The table made an affirmative noise.
“What is Ms. Hart’s story?” Stone asked the columnist.
“Well, let’s see if I can encapsulate it in one short paragraph,” the man said. “Well-brought-up girl comes to Washington and works for an important senator, one Gerald Hart, of Virginia; marries senator; senator dies, leaving a widow surprised that he left her so little; senator’s federal pension is insufficient to keep widow in style to which she has become accustomed; then someone offers her funds to tide her over, affection presumed; then someone else offers, and pretty soon widow is living stylishly again.”
“I hear Milly has a stylish clientele, too,” the anchorman’s wife said.
“Was Brix Kendrick among them?” the columnist’s wife asked, directing her question to Stone.
“You tell us,” Stone said, “please. We’re new in town.”
“Frankly,” said the anchorman, “I don’t know how Brix could afford her, on his White House salary.”
The senator grinned. “Perhaps someone should audit Brix’s books at the White House,” he said, pointing his fork at Fair. “After all, he reigned over a considerable budget. My committee has seen the numbers.”
“Senator,” Fair said, “the audit has already been done, and everything was in apple-pie order.”
“Apple pie can be messy,” the senator replied.
“Not our apple pie,” Fair said.
“Oh, that’s right,” the senator said. “Will Lee is notoriously proper about budgets.”
“And notoriously transparent, too,” Fair responded.
“No skeletons in that closet, then,” the senator admitted.
“Well,” said the columnist, “not the budgetary closet, anyway. There are, of course, other closets, and upright, dull Brix was, apparently, occupying a crowded one.”
That got a laugh from the table.
“I should think,” the senator’s wife said, “that that would make Brix neither upright nor dull. I can’t imagine how a man of his age could manage so well.” She shot a meaningful glance at her husband across the table, and he looked uncomfortable.
“Someone has pointed out to me,” Stone said, “that, at fifty-one, Brix’s age, half of American males are experiencing erectile dysfunction. Has it occurred to anyone that Brix might be among the other half?
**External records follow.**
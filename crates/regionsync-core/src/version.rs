//! Software version rules for agents sharing one group.
//!
//! Every agent announces its running version together with the oldest
//! version it can interoperate with. The group's negotiated minimum is the
//! highest such floor announced by any peer.

use semver::Version;
use serde::{Deserialize, Serialize};

/// Version of this build.
pub const AGENT_VERSION: &str = env!("CARGO_PKG_VERSION");

/// Oldest agent version this build can share a group with.
pub const MIN_COMPATIBLE_VERSION: &str = "0.1.0";

/// A version announcement.
#[derive(Debug, Clone, PartialEq, Eq, Serialize, Deserialize)]
pub struct ProtocolVersion {
    pub version: Version,
    pub min_compatible: Version,
}

/// Outcome of comparing the local version with the rest of the group.
#[derive(Debug, Clone, PartialEq, Eq)]
pub enum VersionVerdict {
    /// Safe to run. `skew` is set when some peer runs a different version.
    Compatible { skew: bool },
    /// A peer requires a newer version than the local one.
    TooOld { required: Version },
    /// The oldest peer predates what the local version supports.
    TooNew { group_floor: Version, min_compatible: Version },
}

impl VersionVerdict {
    pub fn is_fatal(&self) -> bool {
        !matches!(self, VersionVerdict::Compatible { .. })
    }
}

impl ProtocolVersion {
    pub fn new(version: Version, min_compatible: Version) -> Self {
        Self {
            version,
            min_compatible,
        }
    }

    /// The version compiled into this binary.
    pub fn current() -> Self {
        let version = Version::parse(AGENT_VERSION).unwrap_or_else(|_| Version::new(0, 0, 0));
        let min_compatible =
            Version::parse(MIN_COMPATIBLE_VERSION).unwrap_or_else(|_| Version::new(0, 0, 0));
        Self {
            version,
            min_compatible,
        }
    }

    /// Compare against the announcements of every other known agent.
    pub fn check_against<'a, I>(&self, peers: I) -> VersionVerdict
    where
        I: IntoIterator<Item = &'a ProtocolVersion>,
    {
        let mut required: Option<&Version> = None;
        let mut floor: Option<&Version> = None;
        let mut skew = false;

        for peer in peers {
            if required.is_none_or(|r| peer.min_compatible > *r) {
                required = Some(&peer.min_compatible);
            }
            if floor.is_none_or(|f| peer.version < *f) {
                floor = Some(&peer.version);
            }
            skew |= peer.version != self.version;
        }

        if let Some(required) = required {
            if self.version < *required {
                return VersionVerdict::TooOld {
                    required: required.clone(),
                };
            }
        }
        if let Some(floor) = floor {
            if *floor < self.min_compatible {
                return VersionVerdict::TooNew {
                    group_floor: floor.clone(),
                    min_compatible: self.min_compatible.clone(),
                };
            }
        }
        VersionVerdict::Compatible { skew }
    }
}
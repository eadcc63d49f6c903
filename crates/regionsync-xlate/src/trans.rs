//! Translation tables: source-region id → local id.
//!
//! One table per source region, built lazily on first use:
//!
//! 1. seed the source's own region id (1) with the source's local id,
//! 2. enumerate the source's region map and keep every name that is also
//!    known locally.
//!
//! An id still missing after the build is looked up live at the source,
//! translated through the local map and cached, so the table grows instead
//! of being rebuilt. Entries are never overwritten; only [`RegionIdTrans::reset`]
//! or [`RegionIdTrans::clear`] drop a table wholesale.

use std::collections::HashMap;
use std::sync::{Arc, Mutex, PoisonError, RwLock};

use tracing::{debug, info, warn};

use regionsync_core::{LOCAL_REGION_ID, RegionId, UNKNOWN_REGION_ID, region_key};
use regionsync_state::RegionResolver;

use crate::error::{XlateError, XlateResult};
use crate::mapping::RegionIdMapping;

/// Where a source-region id lands locally.
#[derive(Debug, Clone, PartialEq, Eq)]
pub struct TranslationEntry {
    pub local_id: RegionId,
    pub local_name: String,
}

struct SourceTable {
    name: String,
    mapper: Arc<dyn RegionResolver>,
    /// `None` until built.
    entries: Mutex<Option<HashMap<RegionId, TranslationEntry>>>,
}

/// Local region map plus one translation table per source region.
pub struct RegionIdTrans {
    local: RegionIdMapping,
    sources: RwLock<HashMap<String, Arc<SourceTable>>>,
}

impl RegionIdTrans {
    pub fn new(local: RegionIdMapping) -> Self {
        Self {
            local,
            sources: RwLock::new(HashMap::new()),
        }
    }

    /// The local (target) region's mapping.
    pub fn local(&self) -> &RegionIdMapping {
        &self.local
    }

    /// Ready once the local region map has been loaded.
    pub fn is_ready(&self) -> bool {
        self.local.is_loaded()
    }

    /// Register the live resolver of a source region. Replaces any existing
    /// registration and its table.
    pub fn add_source(&self, name: &str, mapper: Arc<dyn RegionResolver>) {
        let table = Arc::new(SourceTable {
            name: name.to_string(),
            mapper,
            entries: Mutex::new(None),
        });
        self.sources
            .write()
            .unwrap_or_else(PoisonError::into_inner)
            .insert(region_key(name), table);
        debug!(source = %name, "translation source registered");
    }

    /// Forget a source region entirely.
    pub fn remove_source(&self, name: &str) -> bool {
        self.sources
            .write()
            .unwrap_or_else(PoisonError::into_inner)
            .remove(&region_key(name))
            .is_some()
    }

    pub fn has_source(&self, name: &str) -> bool {
        self.sources
            .read()
            .unwrap_or_else(PoisonError::into_inner)
            .contains_key(&region_key(name))
    }

    /// Translate `source_id` (in `source`'s numbering) to a local id.
    pub fn translate(&self, source: &str, source_id: RegionId) -> XlateResult<RegionId> {
        Ok(self.translate_entry(source, source_id)?.local_id)
    }

    /// Translate and return the local name as well.
    pub fn translate_entry(
        &self,
        source: &str,
        source_id: RegionId,
    ) -> XlateResult<TranslationEntry> {
        if source_id == UNKNOWN_REGION_ID {
            return Err(XlateError::ReservedId);
        }
        let table = self.source_table(source)?;
        let mut entries = table.entries.lock().unwrap_or_else(PoisonError::into_inner);

        if entries.is_none() {
            *entries = Some(self.build(&table)?);
        }
        let map = entries.get_or_insert_with(HashMap::new);
        if let Some(entry) = map.get(&source_id) {
            return Ok(entry.clone());
        }

        // A region the source learned about after the table was built.
        let entry = self.resolve_live(&table, source_id)?;
        map.insert(source_id, entry.clone());
        info!(
            source = %table.name,
            source_id,
            local_id = entry.local_id,
            region = %entry.local_name,
            "new region added to translation table"
        );
        Ok(entry)
    }

    /// Drop one source's table; it is rebuilt on next use.
    pub fn reset(&self, source: &str) {
        if let Ok(table) = self.source_table(source) {
            *table.entries.lock().unwrap_or_else(PoisonError::into_inner) = None;
            debug!(source = %source, "translation table reset");
        }
    }

    /// Drop every table (service shutdown).
    pub fn clear(&self) {
        let sources = self.sources.read().unwrap_or_else(PoisonError::into_inner);
        for table in sources.values() {
            *table.entries.lock().unwrap_or_else(PoisonError::into_inner) = None;
        }
        debug!(sources = sources.len(), "translation tables cleared");
    }

    /// Number of cached entries for `source`, `None` if not built yet.
    pub fn cached_len(&self, source: &str) -> Option<usize> {
        let table = self.source_table(source).ok()?;
        let entries = table.entries.lock().unwrap_or_else(PoisonError::into_inner);
        entries.as_ref().map(HashMap::len)
    }

    fn source_table(&self, source: &str) -> XlateResult<Arc<SourceTable>> {
        self.sources
            .read()
            .unwrap_or_else(PoisonError::into_inner)
            .get(&region_key(source))
            .cloned()
            .ok_or_else(|| XlateError::UnknownSource(source.to_string()))
    }

    fn build(&self, table: &SourceTable) -> XlateResult<HashMap<RegionId, TranslationEntry>> {
        let mut map = HashMap::new();

        let source_local = self.local.id_for(&table.name)?.ok_or_else(|| {
            XlateError::UnknownLocalRegion {
                region: table.name.clone(),
                name: table.name.clone(),
            }
        })?;
        map.insert(
            LOCAL_REGION_ID,
            TranslationEntry {
                local_id: source_local,
                local_name: table.name.clone(),
            },
        );

        for (source_id, name) in table.mapper.known_regions()? {
            if source_id == LOCAL_REGION_ID {
                continue;
            }
            match self.local.id_for(&name)? {
                Some(local_id) => {
                    map.insert(
                        source_id,
                        TranslationEntry {
                            local_id,
                            local_name: name,
                        },
                    );
                }
                None => {
                    debug!(source = %table.name, region = %name, "region unknown locally, skipped");
                }
            }
        }

        info!(source = %table.name, entries = map.len(), "translation table built");
        Ok(map)
    }

    fn resolve_live(&self, table: &SourceTable, source_id: RegionId) -> XlateResult<TranslationEntry> {
        let name = table.mapper.region_name(source_id)?.ok_or_else(|| {
            warn!(source = %table.name, source_id, "region id unknown at source");
            XlateError::UnknownSourceId {
                region: table.name.clone(),
                id: source_id,
            }
        })?;
        let local_id = self
            .local
            .id_for(&name)?
            .ok_or_else(|| XlateError::UnknownLocalRegion {
                region: table.name.clone(),
                name: name.clone(),
            })?;
        Ok(TranslationEntry {
            local_id,
            local_name: name,
        })
    }
}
Or perhaps among an even smaller percentage who are raging bulls at that age?”
“Hugh Hefner is in his eighties,” Fair said, “and he seems to be holding up well.”
The senator snorted. “All that guy has to do is lie still,” he said, “and they do it for him.”
The anchorman laughed. “I hope I can lie that still when I’m his age.”
“I hope so, too, dear,” his wife said.
Shelley spoke up. “Would anyone care to hazard a guess as to who else is on Milly Hart’s preferred list?”
“At least one senator, I hear,” the columnist said, raising his eyebrows in the direction of the senator present.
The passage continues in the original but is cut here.